Tres. No necesariamente estos hechos éticos ocurren solamente en tiempos de democracia constitucional, también ocurren en gobiernos de facto, cuando estos constituían el partido militar, antes que se convirtieran en brutales y genocidas tras el golpe de Estado del 76. 

El profesor de historia y ex rector del colegio nacional Martín de Moussy, Juan Olmo, fue un intelectual distinguido. Con otros pares, León Naboulet, Blas Franco, Soriano Romero, Mariano Díaz, José Márquez, José M. López y Ezequiel Leiva, fundaron la Biblioteca Popular de Posadas el 1 de diciembre de 1913 bajo la presidencia del profesor Soriano Romero. Presidencia que él ocupara después, por varios años.  

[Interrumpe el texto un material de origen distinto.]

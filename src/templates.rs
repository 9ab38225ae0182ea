//! Downloadable import templates and bulk export of stored farms.

use std::collections::HashMap;
use std::io::Write;

use chrono::{TimeZone, Utc};
use serde_json::{json, Value};

use crate::error::{CollectorError, Result};
use crate::geometry::format_coordinates;
use crate::import::CSV_DATE_FORMAT;
use crate::models::{CollectionSite, Farm, UNKNOWN_COORDINATE};

pub const CSV_TEMPLATE: &str = r#"remote_id,          // Optional: can be null if not provided
           farmer_name,        // can not be null 
           member_id,          // Optional: can be null if not provided
           collection_site,   // Optional: can be null if not provided
           agent_name,        // Optional: can be null if not provided
           farm_village,      // can not be null 
           farm_district,     // can not be null 
           farm_size,         // Optional: can be null if not provided; default value could be 0.0
           latitude,          // Optional: can be null if not provided
           longitude,         // Optional: can be null if not provided
           polygon,           // Optional: can be null if not provided; used for Polygon type
           created_at,        // Optional: can be null if not provided; default to current time if not available
           updated_at         // Optional: can be null if not provided; default to current time if not available
"#;

pub const GEOJSON_TEMPLATE: &str = r#"{
    "type": "FeatureCollection",
    "features": [
        {
            "type": "Feature",
            "properties": {
                "remote_id": "",                    // Optional: can be null if not provided
                "farmer_name": "",                  // can not be null 
                "member_id": "",                   // Optional: can be null if not provided
                "collection_site": "",              // Optional: can be null if not provided
                "agent_name": "",                   // Optional: can be null if not provided
                "farm_village": "",                 // can not be null 
                "farm_district": "",                // can not be null 
                "farm_size": 0.0,                   // Optional: use a default value of 0.0 if not provided
                "latitude": "",                     // Optional: can be null if not provided
                "longitude": "",                    // Optional: can be null if not provided
                "created_at": "",                   // Optional: can be null if not provided
                "updated_at": ""                    // Optional: can be null if not provided
            },
            "geometry": {
                "type": "Point",                    // Use "Polygon" if coordinates are for a polygon
                "coordinates": ["longitude", "latitude"]  // Replace with actual coordinates; can be null if not provided
            }
        },
        
        {
            "type": "Feature",
            "properties": {
                "remote_id": "",                    // Optional: can be null if not provided
                "farmer_name": "",                  // Optional: can be null if not provided
                "member_id": "",                    // Optional: can be null if not provided
                "collection_site": "",              // Optional: can be null if not provided
                "agent_name": "",                   // Optional: can be null if not provided
                "farm_village": "",                 // Optional: can be null if not provided
                "farm_district": "",                // Optional: can be null if not provided
                "farm_size": "farm size is double", // Replace with actual value; can be null if not provided
                "latitude": "latitude value in double", // Replace with actual value; can be null if not provided
                "longitude": "longitude value in double", // Replace with actual value; can be null if not provided
                "created_at": "",                   // Optional: can be null if not provided
                "updated_at": ""                    // Optional: can be null if not provided
            },
            "geometry": {
                "type": "Polygon",                  // Use "Point" if coordinates are for a point
                "coordinates": [[["longitude","latitude"], ["longitude","latitude"],["longitude", "latitude"], ["longitude", "latitude"], ["longitude", "latitude"], ["longitude", "latitude"]]]
                // Replace with actual coordinates; can be null if not provided
            }
        }
    ]
}"#;

/// Column order written by [`export_csv`] and read back by the CSV importer.
pub const CSV_EXPORT_HEADER: &str = "remote_id,farmer_name,member_id,collection_site,agent_name,village,district,size,latitude,longitude,coordinates,accuracyArray,created_at,updated_at";

/// Returns the template for `file_type` (`csv` or `geojson`).
pub fn template_content(file_type: &str) -> Result<&'static str> {
    match file_type {
        "csv" => Ok(CSV_TEMPLATE),
        "geojson" => Ok(GEOJSON_TEMPLATE),
        other => Err(CollectorError::UnsupportedFileType(other.to_string())),
    }
}

/// Writes the template for `file_type` to `sink` unchanged.
pub fn write_template<W: Write>(file_type: &str, sink: &mut W) -> Result<()> {
    let content = template_content(file_type)?;
    sink.write_all(content.as_bytes())?;
    sink.flush()?;
    Ok(())
}

// ===== CSV EXPORT =====

/// Quotes a field holding commas or quotes; embedded quotes are doubled.
fn csv_field(value: &str) -> String {
    if value.contains(',') || value.contains('"') {
        format!("\"{}\"", value.replace('"', "\"\""))
    } else {
        value.to_string()
    }
}

fn format_timestamp(millis: i64) -> String {
    Utc.timestamp_millis_opt(millis)
        .single()
        .map(|dt| dt.format(CSV_DATE_FORMAT).to_string())
        .unwrap_or_default()
}

fn format_accuracy(accuracy: &Option<Vec<Option<f32>>>) -> String {
    let values: Vec<String> = accuracy
        .iter()
        .flatten()
        .map(|value| value.map(|v| v.to_string()).unwrap_or_default())
        .collect();
    format!("[{}]", values.join(","))
}

/// Writes `farms` as CSV the importer reads back. `sites` supplies the
/// collection site names.
pub fn export_csv<W: Write>(farms: &[Farm], sites: &[CollectionSite], sink: &mut W) -> Result<usize> {
    let site_names: HashMap<u64, &str> = sites
        .iter()
        .map(|site| (site.site_id, site.name.as_str()))
        .collect();

    writeln!(sink, "{}", CSV_EXPORT_HEADER)?;
    for farm in farms {
        let coordinates = farm
            .coordinates
            .as_deref()
            .filter(|pairs| !pairs.is_empty())
            .map(format_coordinates)
            .unwrap_or_default();

        let row = [
            farm.remote_id.to_string(),
            farm.farmer_name.clone(),
            farm.member_id.clone(),
            site_names.get(&farm.site_id).copied().unwrap_or_default().to_string(),
            farm.agent_name.clone(),
            farm.village.clone(),
            farm.district.clone(),
            farm.size.to_string(),
            farm.latitude.clone(),
            farm.longitude.clone(),
            coordinates,
            format_accuracy(&farm.accuracy_array),
            format_timestamp(farm.created_at),
            format_timestamp(farm.updated_at),
        ];
        let line: Vec<String> = row.iter().map(|field| csv_field(field)).collect();
        writeln!(sink, "{}", line.join(","))?;
    }
    sink.flush()?;

    tracing::info!("Exported {} farms as CSV", farms.len());
    Ok(farms.len())
}

// ===== GEOJSON EXPORT =====

fn coordinate_value(text: &str) -> Value {
    match text.parse::<f64>() {
        Ok(value) if text != UNKNOWN_COORDINATE => json!(value),
        _ => Value::Null,
    }
}

/// Geometry in the axis layout the GeoJSON importer stores: polygon vertices
/// are written as stored, a single stored point is swapped back.
fn farm_geometry(farm: &Farm) -> Value {
    match farm.coordinates.as_deref() {
        Some(pairs) if pairs.len() > 1 => {
            let ring: Vec<[f64; 2]> = pairs.iter().map(|(a, b)| [*a, *b]).collect();
            json!({ "type": "Polygon", "coordinates": [ring] })
        }
        Some([(a, b)]) => json!({ "type": "Point", "coordinates": [b, a] }),
        _ => json!({
            "type": "Point",
            "coordinates": [
                farm.longitude.parse::<f64>().unwrap_or(0.0),
                farm.latitude.parse::<f64>().unwrap_or(0.0)
            ]
        }),
    }
}

pub fn farm_feature(farm: &Farm) -> Value {
    json!({
        "type": "Feature",
        "properties": {
            "remote_id": farm.remote_id.to_string(),
            "farmer_name": farm.farmer_name,
            "member_id": farm.member_id,
            "agent_name": farm.agent_name,
            "farm_village": farm.village,
            "farm_district": farm.district,
            "farm_size": farm.size,
            "latitude": coordinate_value(&farm.latitude),
            "longitude": coordinate_value(&farm.longitude),
            "accuracyArray": format_accuracy(&farm.accuracy_array),
            "created_at": farm.created_at,
            "updated_at": farm.updated_at,
        },
        "geometry": farm_geometry(farm),
    })
}

/// Writes `farms` as a GeoJSON FeatureCollection.
pub fn export_geojson<W: Write>(farms: &[Farm], sink: &mut W) -> Result<usize> {
    let features: Vec<Value> = farms.iter().map(farm_feature).collect();
    let collection = json!({
        "type": "FeatureCollection",
        "features": features,
    });
    serde_json::to_writer_pretty(&mut *sink, &collection)?;
    sink.flush()?;

    tracing::info!("Exported {} farms as GeoJSON", farms.len());
    Ok(farms.len())
}

#[cfg(test)]
mod tests {
    use super::*;
    use crate::import::{parse_csv, parse_geojson};
    use uuid::Uuid;

    fn farm() -> Farm {
        let mut farm = Farm::new(2, Uuid::new_v4(), "Amina".to_string());
        farm.member_id = "M1".to_string();
        farm.village = "Nyeri".to_string();
        farm.district = "Central".to_string();
        farm.agent_name = "Juma".to_string();
        farm.size = 1.5;
        farm.latitude = "-0.4".to_string();
        farm.longitude = "36.9".to_string();
        farm.accuracy_array = Some(vec![Some(3.5), None]);
        farm.created_at = 1_728_987_630_000;
        farm.updated_at = 1_728_987_630_000;
        farm
    }

    #[test]
    fn test_template_content() {
        assert!(template_content("csv").unwrap().starts_with("remote_id,"));
        assert!(template_content("geojson").unwrap().contains("\"FeatureCollection\""));
        assert!(matches!(
            template_content("xlsx"),
            Err(CollectorError::UnsupportedFileType(ref kind)) if kind == "xlsx"
        ));
    }

    #[test]
    fn test_write_template_is_verbatim() {
        let mut sink = Vec::new();
        write_template("csv", &mut sink).unwrap();
        assert_eq!(sink, CSV_TEMPLATE.as_bytes());
    }

    #[test]
    fn test_csv_export_reads_back() {
        let mut polygon = farm();
        polygon.coordinates = Some(vec![(-0.4, 36.9), (-0.41, 36.91), (-0.42, 36.9)]);
        let mut site = CollectionSite::default();
        site.site_id = 2;
        site.name = "Karatina, upper".to_string();

        let mut sink = Vec::new();
        export_csv(&[farm(), polygon.clone()], &[site], &mut sink).unwrap();
        let text = String::from_utf8(sink).unwrap();
        assert!(text.contains("\"Karatina, upper\""));
        assert!(text.contains("Tue Oct 15 10:20:30 UTC 2024"));

        let parsed = parse_csv(text.as_bytes(), 2).unwrap();
        assert!(parsed.invalid.is_empty());
        assert_eq!(parsed.valid.len(), 2);

        let read_back = &parsed.valid[1].farm;
        assert_eq!(read_back.remote_id, polygon.remote_id);
        assert_eq!(read_back.coordinates, polygon.coordinates);
        assert_eq!(read_back.accuracy_array, polygon.accuracy_array);
        assert_eq!(read_back.created_at, polygon.created_at);
        assert!(!read_back.differs_materially(&polygon));
    }

    #[test]
    fn test_csv_export_keeps_embedded_quotes() {
        let mut quoted = farm();
        quoted.farmer_name = "Amina \"Mama\" Wanjiru".to_string();

        let mut sink = Vec::new();
        export_csv(&[quoted.clone()], &[], &mut sink).unwrap();
        let text = String::from_utf8(sink).unwrap();
        assert!(text.contains("\"Amina \"\"Mama\"\" Wanjiru\""));

        let parsed = parse_csv(text.as_bytes(), 2).unwrap();
        assert_eq!(parsed.valid[0].farm.farmer_name, quoted.farmer_name);
    }

    #[test]
    fn test_export_of_farm_without_captures_reads_back_unchanged() {
        let mut bare = farm();
        bare.accuracy_array = None;
        bare.coordinates = None;

        let mut csv = Vec::new();
        export_csv(&[bare.clone()], &[], &mut csv).unwrap();
        let from_csv = parse_csv(csv.as_slice(), 2).unwrap();
        assert!(!from_csv.valid[0].farm.differs_materially(&bare));

        let mut geojson = Vec::new();
        export_geojson(&[bare.clone()], &mut geojson).unwrap();
        let from_geojson = parse_geojson(std::str::from_utf8(&geojson).unwrap(), 2);
        assert!(!from_geojson.valid[0].farm.differs_materially(&bare));
    }

    #[test]
    fn test_geojson_export_reads_back() {
        let mut point = farm();
        point.coordinates = Some(vec![(-0.4, 36.9)]);
        let mut polygon = farm();
        polygon.coordinates = Some(vec![(36.9, -0.4), (36.91, -0.41), (36.9, -0.41)]);

        let mut sink = Vec::new();
        export_geojson(&[point.clone(), polygon.clone()], &mut sink).unwrap();
        let parsed = parse_geojson(std::str::from_utf8(&sink).unwrap(), 2);

        assert!(parsed.invalid.is_empty());
        assert_eq!(parsed.valid[0].farm.coordinates, point.coordinates);
        assert_eq!(parsed.valid[1].farm.coordinates, polygon.coordinates);
        assert_eq!(parsed.valid[1].farm.village, "Nyeri");
        assert!(parsed.valid[0].remote_id_supplied);
    }
}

Juan Olmo, a quien tuve el gusto de conocer, fue nombrado ministro en época del gobierno de don Gregorio Pomar. Éste, sin decirle nada a don Juan, nombra a su hija María Elisa vocal en el Consejo de Educación. Contenta, la hija va y le comenta a su padre la buena nueva. Juan Olmo le contesta: “Te felicito hija, pero cuando tú entres por una puerta, yo me iré por otra”. El funcionario ético comprendió que sería nepotismo.

El nepotismo es la preferencia que tienen algunos funcionarios públicos para dar empleos a algunos familiares o amigos, sin importar el mérito para ocupar el cargo.